The continuing infusion of massive amounts of money and weapons to the war zone removes any illusions that the Ukrainian conflict is just a brief episode in the New Cold War against Russia and China. On the contrary, the way Washington has doubled down at a time of growing economic crisis for the masses in the U.S. and Europe shows that the ruling class intends this war to continue for a long time, to break up and dominate the Russian Federation.

But they also feel the urgency to make tangible headway quickly. The ability to seduce large sections of the U.S. population to “stand with Ukraine” has waned sharply with the accumulating crises facing the working class. Inflation is only the most obvious. The Biden administration is spending billions on war and police while funds for public health, pandemic eviction bans, climate crisis, and education are eviscerated. This contradiction cannot be papered over forever.

The situation will sharpen even more quickly among the Western European NATO powers, which face the prospect of winter without access to cheap Russian fuel.

Importance of Donbass struggle

The efforts of the organizations represented here for a genuine anti-imperialist position in the movement is making headway. Here in the U.S., the United National Antiwar Coalition has finally called for a week of action around U.S. threats to Russia and China in mid-October.
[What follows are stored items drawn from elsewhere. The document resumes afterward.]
//! Direct CRUD over the local catalog
//!
//! The service is the only writer besides the sync engine. Its one rule:
//! editing a record that came from the external feed marks it modified, which
//! protects it from every later sync overwrite. There is no way to undo that.

use std::sync::Arc;

use tracing::info;

use crate::error::{Error, Result};
use crate::model::{FilmDraft, FilmUpdate, NewRecord, Record, RecordPatch, RecordSource};
use crate::traits::RecordStore;
use crate::validation;

/// CRUD operations on catalog records
#[derive(Clone)]
pub struct CatalogService {
    store: Arc<dyn RecordStore>,
}

impl CatalogService {
    pub fn new(store: Arc<dyn RecordStore>) -> Self {
        Self { store }
    }

    /// Create a local record
    ///
    /// The result always has `source = local` and is never marked modified.
    /// Missing required fields are reported together and nothing is written.
    pub async fn create(&self, draft: FilmDraft) -> Result<Record> {
        let uid = draft.uid.clone();
        let content = draft.into_content()?;

        let record = self.store.create(NewRecord::local(uid, content)).await?;
        info!("Created local record {}", record.id);
        Ok(record)
    }

    pub async fn get(&self, id: &str) -> Result<Option<Record>> {
        self.store.find_by_id(id).await
    }

    pub async fn list(&self) -> Result<Vec<Record>> {
        self.store.list_all().await
    }

    /// Apply a partial update
    ///
    /// Returns `Ok(None)` when no record has this id. An external record is
    /// marked modified whatever the payload contains.
    pub async fn update(&self, id: &str, update: FilmUpdate) -> Result<Option<Record>> {
        let violations = validation::validate_update(&update);
        if !violations.is_empty() {
            return Err(Error::Validation(violations));
        }

        let Some(existing) = self.store.find_by_id(id).await? else {
            return Ok(None);
        };

        let mut patch = RecordPatch::from_update(update);
        if existing.source == RecordSource::External {
            patch = patch.modified();
        }

        let updated = self.store.update(id, &patch).await?;
        if let Some(record) = &updated {
            info!(
                "Updated record {} (source={}, modified={})",
                record.id, record.source, record.is_modified
            );
        }
        Ok(updated)
    }

    pub async fn delete(&self, id: &str) -> Result<Option<Record>> {
        let removed = self.store.delete(id).await?;
        if removed.is_some() {
            info!("Deleted record {}", id);
        }
        Ok(removed)
    }
}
There are many factors, but the impact of events like this one, and of John Parker’s visit to the Donbass front line in May, on the rank and file of the left are significant.

The importance of the Donbass people’s struggle continues to be under-appreciated, if not outright ignored, by most left forces in the West. If the people of Donetsk and Lugansk are considered at all, it is as mere tools of Russia. In fact, the relationship is quite different. 
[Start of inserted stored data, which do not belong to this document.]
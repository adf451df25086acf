//! Conflict resolution policy
//!
//! Decides, per incoming external film, whether the local copy may be
//! overwritten. Only the modified flag gates overwrite; content is never
//! compared, so a local edit to any field blocks every future sync write to
//! that record.

use crate::model::{ExternalRecord, Record};

/// Outcome of comparing a local record with an incoming external one
#[derive(Debug, Clone, PartialEq, Eq)]
pub enum SyncDecision {
    /// No local record carries this uid
    Create,
    /// The local record is unmodified and may be overwritten
    Update {
        /// Store-local id of the record to overwrite
        id: String,
    },
    /// The local record was edited and must be left alone
    Skip {
        /// Human-readable reason recorded in the sync report
        reason: String,
    },
}

/// Decide what a sync pass does with `incoming`
pub fn decide(existing: Option<&Record>, incoming: &ExternalRecord) -> SyncDecision {
    match existing {
        None => SyncDecision::Create,
        Some(record) if !record.is_modified => SyncDecision::Update {
            id: record.id.clone(),
        },
        Some(record) => SyncDecision::Skip {
            reason: skip_reason(record, incoming),
        },
    }
}

fn skip_reason(record: &Record, incoming: &ExternalRecord) -> String {
    let uid = record.uid.as_deref().unwrap_or(&incoming.uid);
    format!(
        "Película \"{}\" (uid {}) omitida: ha sido modificada localmente",
        record.content.title, uid
    )
}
Imagine trying to build an anti-imperialist movement during the Vietnam War while ignoring the struggle of the Vietnamese people! And yet, this is the standard position of the Western left on the conflict in Ukraine and the Donbass republics.

The explosion of resistance in eastern Ukraine after the Maidan coup in 2014, particularly in the Donbass, the most working-class region of Ukraine, was a tremendous breakthrough in reviving anti-fascist consciousness and internationalist solidarity rooted in the Soviet period. It reverberated through the people of all the former Soviet countries, particularly Russia. 

There is a reason why Soviet flags and the Banner of Victory are seen everywhere in the current anti-fascist military operation. It’s not that Putin is trying to restore the USSR, as the Western media claim, or put something over on the global left. He and the Russian ruling class would love nothing more than to be rid of those symbols. 

But they reflect the genuine consciousness of the most active elements of the Soviet people about the stakes of the war, even three decades after the destruction of the USSR. That includes many anti-fascist Ukrainians.

In 200 days since the launch of the Special Military Operation, the anti-fascist military alliance has succeeded in liberating much of Donetsk and Lugansk from Ukrainian occupation. But as they have advanced, a large group of Ukrainian troops, including some of the most hardened neo-Nazi battalions, has become concentrated in a well-defended area west of the capital of Donetsk. And all summer, this has meant unrelenting, daily, brutal Ukrainian attacks on the civilian population of the city, including raining thousands of small anti-personnel mines on the streets, where children, seniors and emergency workers have been the main victims. 

This heroic population, which has held strong for more than eight years of war, is under the worst siege of the war. The morale of this anti-fascist city is absolutely crucial to the struggle. We must elevate the plight of the people of Donetsk and expose the grotesque war crimes of the U.S. and Ukraine.

Victory to the Donbass republics and Russia! End the U.S./NATO proxy war and sanctions!